The whole process is time consuming, and I stumbled upon several issues with datastores, but there is one that I think I need people to review it.
I want to keep track of levels the player played. If the player finished it, when he played it, if he liked it or not, …
This can be achieved using 2 different methods:
Prerequisites
Each level has an ID which is very simple: UserId/LevelID
. The LevelID
starts at “1”, and goes up.
I can build a whole level, its ID would be 955444514/7
(my UserId / The level slot, it is the 7th one)
Method 1
I could simply store, in a dedicated datastore, everything I need to know (when the player played the level, if the latter finished it, if he/she liked, …)
Imagine I played the level 1234/1
, the key would be
LevelInformation/955444514/1234/1
It would follow the pattern LevelInformation/UserID/CreatorID/LevelID
I could store it under a table, simple as that.
Problem is that: if a player wants their data to be removed through RTBF requests, I’d need to know every level they liked, which is quite… sad, considering the key setup…
Method 2
I dispose of a save containing two tables:
{
Order = {},
LevelData = {}
}
The Order table lets me know the “played” order.

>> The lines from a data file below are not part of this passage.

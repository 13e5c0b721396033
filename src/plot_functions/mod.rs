// src/plot_functions/mod.rs

pub mod plot_frequency_response;
pub mod plot_multiple;
pub mod plot_single;
pub mod plot_three_signals;

// src/plot_functions/mod.rs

If I played level 1234/1
before 1234/2
, then the Order table would look like
{"1234/1", "1234/2"}
In terms of key, it would be numerically ascending.
The LevelData table would store data I want. Consider storing the date the player lastly played the level, alongside whether or not the player liked. By keeping the 1234/1
& 1234/2
levels, it would look like:
{
["1234/1"] = {tick(), false}, --tick() for time, and false for "did not like level"
["1234/2"] = {tick(), true} -- ^
]
Problem with this solution is the amount of elements it will eventually feature.
I calculated by taking an average, I can easily say I can fit 50k elements when considering the 4MB save size limit of datastores.
That would mean users could play 50k levels before I would need to remove some data. I would be able to do that thanks to the Order
table, which keeps track of that. However, deletion in that list will be tough considering I would need to shift every element by one index.
I do not exactly know the time complexity of table.remove()
.
The pro is definitely the fact I can store everything under a single datastore. That being said, I can easily take care of the different RTBF requests I may receive in the future.
What would you recommend me to do? You can of course give me other alternatives I did not think of!